**Work to be completed**
Read through the material below and copy each line in which the word "ListPayload" occurs.

┏━━

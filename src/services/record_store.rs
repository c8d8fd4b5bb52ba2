//! Bitemporal JSON records shared by aspects and metadata.
//!
//! A record is never updated in place: replacing it closes its validity
//! window (`valid_to`, `retracter`) and inserts a successor in the same
//! transaction.

use crate::{
    db::timestamp,
    errors::{ServiceError, ServiceResult},
    models::common::{Paging, validate_uri, validate_uuid},
};
use chrono::{DateTime, Utc};
use serde_json::Value;
use sqlx::{FromRow, QueryBuilder, Sqlite, SqlitePool, Transaction};
use uuid::Uuid;

const RECORD_COLUMNS: &str =
    "id, entity, schema, content, content_type, policy, valid_from, valid_to, asserter, retracter";

#[derive(Debug, Clone, FromRow)]
pub struct RecordRow {
    pub id: String,
    pub entity: String,
    pub schema: String,
    pub content: String,
    pub content_type: String,
    pub policy: Option<String>,
    pub valid_from: DateTime<Utc>,
    pub valid_to: Option<DateTime<Utc>>,
    pub asserter: String,
    pub retracter: Option<String>,
}

impl RecordRow {
    pub fn content_json(&self) -> ServiceResult<Value> {
        Ok(serde_json::from_str(&self.content)?)
    }
}

/// Values for a new record.
#[derive(Debug, Clone)]
pub struct NewRecord<'a> {
    pub entity: &'a str,
    pub schema: &'a str,
    pub content: &'a Value,
    pub content_type: &'a str,
    pub policy: Option<&'a str>,
}

/// Filters of a list query; `order_by` must already be a known column.
#[derive(Debug, Clone)]
pub struct RecordQuery<'a> {
    pub entity: Option<&'a str>,
    pub schema: Option<&'a str>,
    pub json_path: Option<&'a str>,
    pub at_time: DateTime<Utc>,
    pub order_by: &'static str,
    pub desc: bool,
    pub paging: Paging,
}

#[derive(Debug, Clone)]
pub struct RecordStore {
    db: SqlitePool,
    table: &'static str,
    kind: &'static str,
    path_flag: &'static str,
}

impl RecordStore {
    /// `kind` names records in error messages ("aspect", "record") and
    /// `path_flag` is the query parameter carrying [`RecordQuery::json_path`].
    pub fn new(
        db: SqlitePool,
        table: &'static str,
        kind: &'static str,
        path_flag: &'static str,
    ) -> Self {
        Self {
            db,
            table,
            kind,
            path_flag,
        }
    }

    fn not_found(&self, id: &str) -> ServiceError {
        ServiceError::not_found(id, format!("{} `{}` not found", self.kind, id))
    }

    fn check_id(&self, id: &str) -> ServiceResult<()> {
        validate_uuid("id", id)
            .map(|_| ())
            .map_err(|_| {
                ServiceError::bad_request(format!("`{}` is not a valid {} id", id, self.kind))
            })
    }

    pub async fn get(&self, id: &str) -> ServiceResult<RecordRow> {
        self.check_id(id)?;
        sqlx::query_as::<_, RecordRow>(&format!(
            "SELECT {} FROM {} WHERE id = ?",
            RECORD_COLUMNS, self.table
        ))
        .bind(id)
        .fetch_optional(&self.db)
        .await?
        .ok_or_else(|| self.not_found(id))
    }

    pub async fn insert(&self, rec: NewRecord<'_>, asserter: &str) -> ServiceResult<String> {
        validate_new(&rec)?;
        let mut tx = self.db.begin().await?;
        let id = self.insert_tx(&mut tx, &rec, asserter, Utc::now()).await?;
        tx.commit().await?;
        Ok(id)
    }

    /// Close every active record for (entity, schema) and insert `rec`.
    ///
    /// With `max_active`, more active records than that is a `bad-request`.
    pub async fn replace_active(
        &self,
        rec: NewRecord<'_>,
        who: &str,
        max_active: Option<usize>,
    ) -> ServiceResult<String> {
        validate_new(&rec)?;
        let now = Utc::now();
        let mut tx = self.db.begin().await?;

        let active: Vec<String> = sqlx::query_scalar(&format!(
            "SELECT id FROM {} WHERE entity = ? AND schema = ? AND valid_to IS NULL",
            self.table
        ))
        .bind(rec.entity)
        .bind(rec.schema)
        .fetch_all(&mut *tx)
        .await?;

        if let Some(max) = max_active {
            if active.len() > max {
                return Err(ServiceError::bad_request(format!(
                    "{} active {}s for entity `{}` and schema `{}`; update them individually",
                    active.len(),
                    self.kind,
                    rec.entity,
                    rec.schema
                )));
            }
        }

        for id in &active {
            self.close_tx(&mut tx, id, who, now).await?;
        }
        let id = self.insert_tx(&mut tx, &rec, who, now).await?;
        tx.commit().await?;
        Ok(id)
    }

    /// Close record `id` and insert `rec` as its successor.
    pub async fn replace_record(
        &self,
        id: &str,
        rec: NewRecord<'_>,
        who: &str,
    ) -> ServiceResult<String> {
        self.check_id(id)?;
        validate_new(&rec)?;
        let now = Utc::now();
        let mut tx = self.db.begin().await?;
        if !self.close_tx(&mut tx, id, who, now).await? {
            return Err(self.not_found(id));
        }
        let new_id = self.insert_tx(&mut tx, &rec, who, now).await?;
        tx.commit().await?;
        Ok(new_id)
    }

    /// Close the validity window of an active record.
    pub async fn retract(&self, id: &str, who: &str) -> ServiceResult<()> {
        self.check_id(id)?;
        let mut tx = self.db.begin().await?;
        if !self.close_tx(&mut tx, id, who, Utc::now()).await? {
            return Err(self.not_found(id));
        }
        tx.commit().await?;
        Ok(())
    }

    /// Rows valid at `q.at_time`; fetches one row beyond the page to detect more.
    pub async fn list(&self, q: &RecordQuery<'_>) -> ServiceResult<(Vec<RecordRow>, bool)> {
        let at = timestamp(&q.at_time);
        let mut builder = QueryBuilder::<Sqlite>::new(format!(
            "SELECT {} FROM {} WHERE valid_from <= ",
            RECORD_COLUMNS, self.table
        ));
        builder.push_bind(at.clone());
        builder.push(" AND (valid_to IS NULL OR valid_to > ");
        builder.push_bind(at);
        builder.push(")");

        if let Some(entity) = q.entity {
            builder.push(" AND entity = ");
            builder.push_bind(entity.to_string());
        }
        if let Some(schema) = q.schema {
            if let Some(prefix) = schema.strip_suffix('%') {
                builder.push(" AND schema LIKE ");
                builder.push_bind(format!("{}%", escape_like(prefix)));
                builder.push(" ESCAPE '\\'");
            } else {
                builder.push(" AND schema = ");
                builder.push_bind(schema.to_string());
            }
        }
        if let Some(path) = q.json_path {
            parse_json_path(self.path_flag, path)?;
            // json_type is NULL only for a missing path, unlike a JSON null value
            builder.push(" AND json_type(content, ");
            builder.push_bind(path.to_string());
            builder.push(") IS NOT NULL");
        }

        builder.push(format!(
            " ORDER BY {} {}, id ASC LIMIT ",
            q.order_by,
            if q.desc { "DESC" } else { "ASC" }
        ));
        builder.push_bind(q.paging.limit + 1);
        builder.push(" OFFSET ");
        builder.push_bind(q.paging.offset);

        let mut rows: Vec<RecordRow> = builder.build_query_as().fetch_all(&self.db).await?;
        let has_more = rows.len() as i64 > q.paging.limit;
        rows.truncate(q.paging.limit as usize);
        Ok((rows, has_more))
    }

    async fn insert_tx(
        &self,
        tx: &mut Transaction<'_, Sqlite>,
        rec: &NewRecord<'_>,
        asserter: &str,
        now: DateTime<Utc>,
    ) -> ServiceResult<String> {
        let id = Uuid::new_v4().to_string();
        sqlx::query(&format!(
            "INSERT INTO {} ({}) VALUES (?, ?, ?, ?, ?, ?, ?, NULL, ?, NULL)",
            self.table, RECORD_COLUMNS
        ))
        .bind(&id)
        .bind(rec.entity)
        .bind(rec.schema)
        .bind(serde_json::to_string(rec.content)?)
        .bind(rec.content_type)
        .bind(rec.policy)
        .bind(timestamp(&now))
        .bind(asserter)
        .execute(&mut **tx)
        .await?;
        tracing::debug!(table = self.table, id = %id, entity = rec.entity, "record asserted");
        Ok(id)
    }

    async fn close_tx(
        &self,
        tx: &mut Transaction<'_, Sqlite>,
        id: &str,
        who: &str,
        now: DateTime<Utc>,
    ) -> ServiceResult<bool> {
        let result = sqlx::query(&format!(
            "UPDATE {} SET valid_to = ?, retracter = ? WHERE id = ? AND valid_to IS NULL",
            self.table
        ))
        .bind(timestamp(&now))
        .bind(who)
        .bind(id)
        .execute(&mut **tx)
        .await?;
        Ok(result.rows_affected() == 1)
    }
}

fn validate_new(rec: &NewRecord<'_>) -> ServiceResult<()> {
    validate_uri("entity", rec.entity)?;
    validate_uri("schema", rec.schema)?;
    if !rec.content.is_object() {
        return Err(ServiceError::bad_request("content must be a JSON object"));
    }
    Ok(())
}

fn escape_like(value: &str) -> String {
    value
        .replace('\\', "\\\\")
        .replace('%', "\\%")
        .replace('_', "\\_")
}

#[derive(Debug, Clone, PartialEq, Eq)]
pub enum PathSegment {
    Key(String),
    Index(usize),
}

/// Parse `$.a.b[0].c` into segments. Only member and index access is supported.
pub fn parse_json_path(name: &str, path: &str) -> ServiceResult<Vec<PathSegment>> {
    let invalid = || {
        ServiceError::invalid_parameter(name, Some(path), "must look like `$.field[0].sub`")
    };
    let mut rest = path.strip_prefix('$').ok_or_else(invalid)?;
    let mut segments = Vec::new();
    while !rest.is_empty() {
        if let Some(after) = rest.strip_prefix('.') {
            let end = after.find(['.', '[']).unwrap_or(after.len());
            let key = &after[..end];
            if key.is_empty()
                || !key
                    .chars()
                    .all(|c| c.is_ascii_alphanumeric() || c == '_' || c == '-')
            {
                return Err(invalid());
            }
            segments.push(PathSegment::Key(key.to_string()));
            rest = &after[end..];
        } else if let Some(after) = rest.strip_prefix('[') {
            let end = after.find(']').ok_or_else(invalid)?;
            let index = after[..end].parse::<usize>().map_err(|_| invalid())?;
            segments.push(PathSegment::Index(index));
            rest = &after[end + 1..];
        } else {
            return Err(invalid());
        }
    }
    Ok(segments)
}

/// Resolve parsed segments against a JSON value.
pub fn lookup<'v>(value: &'v Value, segments: &[PathSegment]) -> Option<&'v Value> {
    segments.iter().try_fold(value, |current, seg| match seg {
        PathSegment::Key(k) => current.get(k.as_str()),
        PathSegment::Index(i) => current.get(*i),
    })
}
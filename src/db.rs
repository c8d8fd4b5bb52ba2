//! SQLite pool setup, embedded migrations and timestamp encoding.

use anyhow::{Context, Result};
use chrono::{DateTime, Utc};
use sqlx::{
    SqlitePool,
    sqlite::{SqliteConnectOptions, SqlitePoolOptions},
};
use std::str::FromStr;

const MIGRATION_SQL: &str = include_str!("../migrations/0001_init.sql");

/// Open a pool for `database_url`, creating the database file if needed.
///
/// In-memory databases are pinned to a single long-lived connection so every
/// query sees the same schema.
pub async fn connect(database_url: &str) -> Result<SqlitePool> {
    let options = SqliteConnectOptions::from_str(database_url)
        .with_context(|| format!("parsing database url `{}`", database_url))?
        .create_if_missing(true)
        .foreign_keys(true);

    let in_memory = database_url.contains(":memory:");
    let pool = SqlitePoolOptions::new()
        .max_connections(if in_memory { 1 } else { 5 })
        .idle_timeout(None)
        .max_lifetime(None)
        .connect_with(options)
        .await
        .with_context(|| format!("connecting to `{}`", database_url))?;
    Ok(pool)
}

/// Run the embedded schema, one statement at a time.
pub async fn run_migrations(db: &SqlitePool) -> Result<()> {
    let statements = MIGRATION_SQL
        .split(';')
        .map(str::trim)
        .filter(|s| !s.is_empty())
        .collect::<Vec<_>>();

    tracing::info!("Running {} migration statements...", statements.len());

    for stmt in statements {
        tracing::debug!("Executing migration SQL: {}", stmt);
        sqlx::query(stmt)
            .execute(db)
            .await
            .with_context(|| format!("executing migration statement `{}`", stmt))?;
    }

    Ok(())
}

/// Fixed-width UTC encoding; lexical order equals chronological order.
pub fn timestamp(dt: &DateTime<Utc>) -> String {
    dt.format("%Y-%m-%dT%H:%M:%S%.6fZ").to_string()
}

#[cfg(test)]
pub(crate) async fn test_pool() -> SqlitePool {
    let pool = connect("sqlite::memory:").await.expect("in-memory pool");
    run_migrations(&pool).await.expect("migrations");
    pool
}
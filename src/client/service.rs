use super::{ApiClient, ClientResult, artifact::list_query};
use crate::{
    errors::ErrorName::{self, *},
    models::{
        common::ListPayload,
        service::{ServiceDescriptionT, ServiceListRT, ServiceStatusRT},
    },
    views::{View, service::ServiceStatusRTView},
};
use reqwest::{Method, StatusCode};

const LIST_ERRORS: &[ErrorName] = &[
    BadRequest,
    InvalidParameter,
    InvalidScopes,
    NotImplemented,
    NotAvailable,
    Unauthorized,
];
const CREATE_ERRORS: &[ErrorName] = &[
    BadRequest,
    InvalidParameter,
    InvalidScopes,
    NotImplemented,
    AlreadyCreated,
    NotAvailable,
    Unauthorized,
];
const READ_ERRORS: &[ErrorName] =
    &[BadRequest, InvalidScopes, NotFound, NotAvailable, Unauthorized];
const UPDATE_ERRORS: &[ErrorName] = &[
    BadRequest,
    InvalidParameter,
    InvalidScopes,
    NotImplemented,
    NotFound,
    NotAvailable,
    Unauthorized,
];
const DELETE_ERRORS: &[ErrorName] = &[
    BadRequest,
    InvalidScopes,
    NotImplemented,
    NotFound,
    NotAvailable,
    Unauthorized,
];

impl ApiClient {
    pub async fn list_services(&self, p: &ListPayload) -> ClientResult<ServiceListRT> {
        let req = self
            .request(Method::GET, "/1/services")
            .query(&list_query(p).0);
        self.send_json(req, StatusCode::OK, LIST_ERRORS).await
    }

    pub async fn create_service(
        &self,
        desc: &ServiceDescriptionT,
    ) -> ClientResult<ServiceStatusRT> {
        let req = self.request(Method::POST, "/1/services").json(desc);
        self.send_json(req, StatusCode::CREATED, CREATE_ERRORS).await
    }

    pub async fn read_service(&self, id: &str, view: View) -> ClientResult<ServiceStatusRT> {
        let req = self
            .request(Method::GET, &format!("/1/services/{}", id))
            .query(&[("view", view.as_str())]);
        let viewed: ServiceStatusRTView = self.send_json(req, StatusCode::OK, READ_ERRORS).await?;
        viewed.validate(view)?;
        Ok(viewed.into_result())
    }

    pub async fn update_service(
        &self,
        id: &str,
        force_create: bool,
        desc: &ServiceDescriptionT,
    ) -> ClientResult<ServiceStatusRT> {
        let req = self
            .request(Method::PUT, &format!("/1/services/{}", id))
            .query(&[("force-create", force_create)])
            .json(desc);
        self.send_json(req, StatusCode::OK, UPDATE_ERRORS).await
    }

    pub async fn delete_service(&self, id: &str) -> ClientResult<()> {
        let req = self.request(Method::DELETE, &format!("/1/services/{}", id));
        self.send_empty(req, StatusCode::NO_CONTENT, DELETE_ERRORS).await
    }
}
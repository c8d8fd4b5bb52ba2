use super::json_body;
use crate::{
    auth::bearer_token,
    cli::builders::{BuildError, ForceCreateFlags, ListFlags, ViewFlags},
    errors::ServiceError,
    models::service::ServiceDescriptionT,
    state::AppState,
    views::service::project,
};
use axum::{
    Json,
    body::Bytes,
    extract::{Path, Query, State},
    http::{HeaderMap, HeaderValue, StatusCode, header},
    response::{IntoResponse, Response},
};

pub async fn list_services(
    State(state): State<AppState>,
    headers: HeaderMap,
    Query(flags): Query<ListFlags>,
) -> Result<Response, ServiceError> {
    let payload = flags.build()?;
    let token = bearer_token(&headers);
    let res = state.services.list(token.as_deref(), payload).await?;
    Ok(Json(res).into_response())
}

/// `POST /1/services`
pub async fn create_service(
    State(state): State<AppState>,
    headers: HeaderMap,
    body: Bytes,
) -> Result<Response, ServiceError> {
    let desc: ServiceDescriptionT = json_body(&body)?;
    let token = bearer_token(&headers);
    let res = state.services.create_service(token.as_deref(), desc).await?;

    let location = res.links.first().map(|l| l.href.clone());
    let mut response = (StatusCode::CREATED, Json(res)).into_response();
    if let Some(v) = location.and_then(|l| HeaderValue::from_str(&l).ok()) {
        response.headers_mut().insert(header::LOCATION, v);
    }
    Ok(response)
}

/// `GET /1/services/{id}?view=`
pub async fn read_service(
    State(state): State<AppState>,
    headers: HeaderMap,
    Path(id): Path<String>,
    Query(flags): Query<ViewFlags>,
) -> Result<Response, ServiceError> {
    let view = flags.build().map_err(BuildError::into_bad_request)?;
    let token = bearer_token(&headers);
    let res = state.services.read(token.as_deref(), &id).await?;
    Ok(Json(project(&res, view)).into_response())
}

/// `PUT /1/services/{id}?force-create=`
pub async fn update_service(
    State(state): State<AppState>,
    headers: HeaderMap,
    Path(id): Path<String>,
    Query(flags): Query<ForceCreateFlags>,
    body: Bytes,
) -> Result<Response, ServiceError> {
    let force_create = flags.build()?;
    let desc: ServiceDescriptionT = json_body(&body)?;
    let token = bearer_token(&headers);
    let res = state
        .services
        .update(token.as_deref(), &id, force_create, desc)
        .await?;
    Ok(Json(res).into_response())
}

pub async fn delete_service(
    State(state): State<AppState>,
    headers: HeaderMap,
    Path(id): Path<String>,
) -> Result<Response, ServiceError> {
    let token = bearer_token(&headers);
    state.services.delete(token.as_deref(), &id).await?;
    Ok(StatusCode::NO_CONTENT.into_response())
}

┗━━

**Your solution**
        common::ListPayload,
    pub async fn list_services(&self, p: &ListPayload) -> ClientResult<ServiceListRT> {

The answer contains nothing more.